The first analog electrical signal output from the first vibration detection element 124 may be transmitted to the first digitizer 134 and converted into a first digital electrical signal. The second analog electrical signal output from the second vibration detection element 126 may be transmitted to the second digitizer 136 and converted into a second digital electrical signal (step S40).

The first and second digital signals converted by the first and second digitizers 134, 136 may be provided to the processing unit 142 of the computing unit 140, which is executing the absolute strain rate estimation program. According to the algorithm of the absolute strain estimation program, the processing unit 142 of the computing unit 140 may perform a number of operations to obtain the health or stability assessment data of the structure 10 using the first and second digital signals.
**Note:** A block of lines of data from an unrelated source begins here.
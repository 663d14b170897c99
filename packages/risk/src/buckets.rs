//! Institution size bucketing.

use std::collections::{BTreeMap, BTreeSet};

use closure_risk_risk_models::{BucketDefinition, Institution, SizeBucket};
use serde::{Deserialize, Serialize};

/// Institution counters for one bucketing pass.
#[derive(Debug, Clone, Default, PartialEq, Eq, Serialize, Deserialize)]
pub struct BucketingStats {
    /// Institutions offered.
    pub read: u64,
    /// Institutions placed in a bucket.
    pub kept: u64,
    /// Skipped for zero, negative, or non-finite enrollment.
    pub skipped_enrollment: u64,
    /// Skipped because the institution id was already seen.
    pub skipped_duplicate: u64,
}

/// A geography's institutions, grouped by size.
#[derive(Debug, Clone, PartialEq, Serialize, Deserialize)]
pub struct InstitutionProfile {
    /// Geography key.
    pub geography_id: String,
    /// One entry per defined bucket, in definition order.
    pub buckets: Vec<SizeBucket>,
    /// Sum of actual member enrollment.
    pub total_enrollment: f64,
}

impl InstitutionProfile {
    /// Number of institutions across all buckets.
    #[must_use]
    pub fn institution_count(&self) -> u64 {
        self.buckets.iter().map(|b| b.count).sum()
    }
}

#[derive(Debug, Default)]
struct Tally {
    counts: Vec<u64>,
    sums: Vec<f64>,
    total: f64,
}

/// Groups institutions into size buckets per geography.
///
/// An institution lands in the first bucket whose upper bound its
/// enrollment is strictly below, or in the open-ended bucket. Institutions
/// above every bound of a model without an open-ended bucket go to the
/// last bucket. The open-ended bucket's representative size is the larger
/// of its configured average and the mean of its members; every other
/// bucket uses its configured average.
#[must_use]
pub fn bucket_institutions(
    definitions: &[BucketDefinition],
    institutions: impl IntoIterator<Item = Institution>,
) -> (BTreeMap<String, InstitutionProfile>, BucketingStats) {
    let mut stats = BucketingStats::default();
    let mut seen = BTreeSet::new();
    let mut tallies: BTreeMap<String, Tally> = BTreeMap::new();

    for institution in institutions {
        stats.read += 1;

        if !(institution.enrollment.is_finite() && institution.enrollment > 0.0) {
            stats.skipped_enrollment += 1;
            continue;
        }
        if !seen.insert(institution.institution_id.clone()) {
            stats.skipped_duplicate += 1;
            log::debug!("Skipping duplicate institution {}", institution.institution_id);
            continue;
        }

        let index = definitions
            .iter()
            .position(|d| d.upper.is_none_or(|upper| institution.enrollment < upper))
            .unwrap_or_else(|| definitions.len().saturating_sub(1));

        let tally = tallies
            .entry(institution.geography_id)
            .or_insert_with(|| Tally {
                counts: vec![0; definitions.len()],
                sums: vec![0.0; definitions.len()],
                total: 0.0,
            });
        if let (Some(count), Some(sum)) = (tally.counts.get_mut(index), tally.sums.get_mut(index)) {
            *count += 1;
            *sum += institution.enrollment;
            tally.total += institution.enrollment;
            stats.kept += 1;
        }
    }

    if stats.skipped_enrollment + stats.skipped_duplicate > 0 {
        log::warn!(
            "Skipped {} institutions without enrollment and {} duplicates",
            stats.skipped_enrollment,
            stats.skipped_duplicate
        );
    }

    let profiles = tallies
        .into_iter()
        .map(|(geography_id, tally)| {
            let buckets = definitions
                .iter()
                .zip(tally.counts.iter().zip(&tally.sums))
                .map(|(definition, (&count, &sum))| SizeBucket {
                    label: definition.label.clone(),
                    avg_enrollment: representative_size(definition, count, sum),
                    count,
                })
                .collect();
            let profile = InstitutionProfile {
                geography_id: geography_id.clone(),
                buckets,
                total_enrollment: tally.total,
            };
            (geography_id, profile)
        })
        .collect();

    (profiles, stats)
}

#[allow(clippy::cast_precision_loss)]
fn representative_size(definition: &BucketDefinition, count: u64, sum: f64) -> f64 {
    if definition.upper.is_none() && count > 0 {
        definition.average.max(sum / count as f64)
    } else {
        definition.average
    }
}

#[cfg(test)]
mod tests {
    use super::*;

    fn definitions() -> Vec<BucketDefinition> {
        [
            ("under100", Some(100.0), 55.0),
            ("100_199", Some(200.0), 150.0),
            ("200_299", Some(300.0), 250.0),
            ("300_499", Some(500.0), 400.0),
            ("500plus", None, 750.0),
        ]
        .into_iter()
        .map(|(label, upper, average)| BucketDefinition {
            label: label.to_string(),
            upper,
            average,
        })
        .collect()
    }

    fn institution(geo: &str, id: &str, enrollment: f64) -> Institution {
        Institution {
            geography_id: geo.to_string(),
            institution_id: id.to_string(),
            enrollment,
        }
    }

    #[test]
    fn counts_sum_to_institutions() {
        let (profiles, stats) = bucket_institutions(
            &definitions(),
            vec![
                institution("06", "a", 40.0),
                institution("06", "b", 100.0),
                institution("06", "c", 199.0),
                institution("06", "d", 499.9),
                institution("06", "e", 1200.0),
                institution("26", "f", 310.0),
            ],
        );

        assert_eq!(stats.kept, 6);
        let ca = &profiles["06"];
        assert_eq!(ca.institution_count(), 5);
        let counts: Vec<u64> = ca.buckets.iter().map(|b| b.count).collect();
        assert_eq!(counts, vec![1, 2, 0, 1, 1]);
        assert!((ca.total_enrollment - 2038.9).abs() < 1e-9);

        assert_eq!(profiles["26"].institution_count(), 1);
        assert_eq!(profiles["26"].buckets.len(), 5);
    }

    #[test]
    fn open_bucket_uses_larger_of_default_and_mean() {
        let (profiles, _) = bucket_institutions(
            &definitions(),
            vec![
                institution("06", "a", 1000.0),
                institution("06", "b", 2000.0),
                institution("26", "c", 510.0),
            ],
        );
        assert!((profiles["06"].buckets[4].avg_enrollment - 1500.0).abs() < 1e-9);
        assert!((profiles["26"].buckets[4].avg_enrollment - 750.0).abs() < 1e-9);
        assert!((profiles["06"].buckets[1].avg_enrollment - 150.0).abs() < 1e-9);
    }

    #[test]
    fn skips_bad_and_duplicate_institutions() {
        let (profiles, stats) = bucket_institutions(
            &definitions(),
            vec![
                institution("06", "a", 0.0),
                institution("06", "b", -5.0),
                institution("06", "c", f64::NAN),
                institution("06", "d", 120.0),
                institution("06", "d", 130.0),
            ],
        );
        assert_eq!(stats.read, 5);
        assert_eq!(stats.skipped_enrollment, 3);
        assert_eq!(stats.skipped_duplicate, 1);
        assert_eq!(profiles["06"].institution_count(), 1);
    }
}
First, the processing unit 142 of the computing unit 140 may calculate the propagation velocities c^F_xx and c^F_yy of the longitudinal waves W_xx and W_yy propagating in the x- and y-directions in the structure 10, respectively, by measuring the arrival times of the ultrasonic vibrations using the first and second digital signals (step S50).

Specifically, using Equation (6) as previously described, the propagation velocities c^F_xx and c^F_yy of the x-directional longitudinal wave W_xx and the y-directional longitudinal wave W_yy of the ultrasonic wave can be expressed as follows,

$\begin{array}{cc}{c}_{\mathrm{xx}}^F=\frac{d_{\mathrm{xx}}}{t_{\mathrm{xx}}}& \left(9-1\right)\end{array}$ $\mathrm{and}$ $\begin{array}{cc}{c}_{\mathrm{yy}}^F=\frac{d_{\mathrm{yy}}}{t_{\mathrm{yy}}},& \left(9-2\right)\end{array}$

where d_xx and d_yy represent the x- and y-directional propagation distances of the ultrasonic vibration, respectively, and t_xx and t_yy represent the times taken for the ultrasonic vibration to travel the x- and y-directional propagation distances d_xx and d_yy, respectively.

The propagation distance d_xx of the x-directional longitudinal wave W_xx of the ultrasonic wave is equal to the separation distance from the vibration exciting element 122 to the first vibration detection element 124, and the propagation distance d_yy of the y-directional wave W_yy of the ultrasonic wave is equal to the separation distance from the vibration exciting element 122 to the second vibration detection element 126. These two propagation distances d_xx and d_yy may be values that are automatically determined when the installation positions of the vibration exciting element 122 and the first and second vibration detection elements are specified.

The first arrival time t_xx of the x-directional ultrasonic vibration may be determined as the first time difference between the departure time of the x-directional ultrasonic vibration from the vibration exciting element 122 and the first arrival time of the x-directional ultrasonic vibration at the first vibration detection element 124. Further, the second arrival time t_yy of the y-directional ultrasonic vibration may be determined as the second time difference between the departure time of the y-directional ultrasonic vibration from the vibration exciting element 122 (which is the same as the x-directional departure time) and the second arrival time at the second vibration detection element 126. The departure time and the first and second arrival times of the ultrasonic vibrations in the x-direction and the y-direction may be determined based on the peak points of the ultrasonic vibrations in the x-direction and the y-direction. That is, the departure time may be determined based on the peak point of the ultrasonic signal applied to the vibration exciting element 122, and the first and second arrival times may be determined based on the first and second peak points of the first and second analog electrical signals output from the first and second vibration detection elements 124, 126, respectively.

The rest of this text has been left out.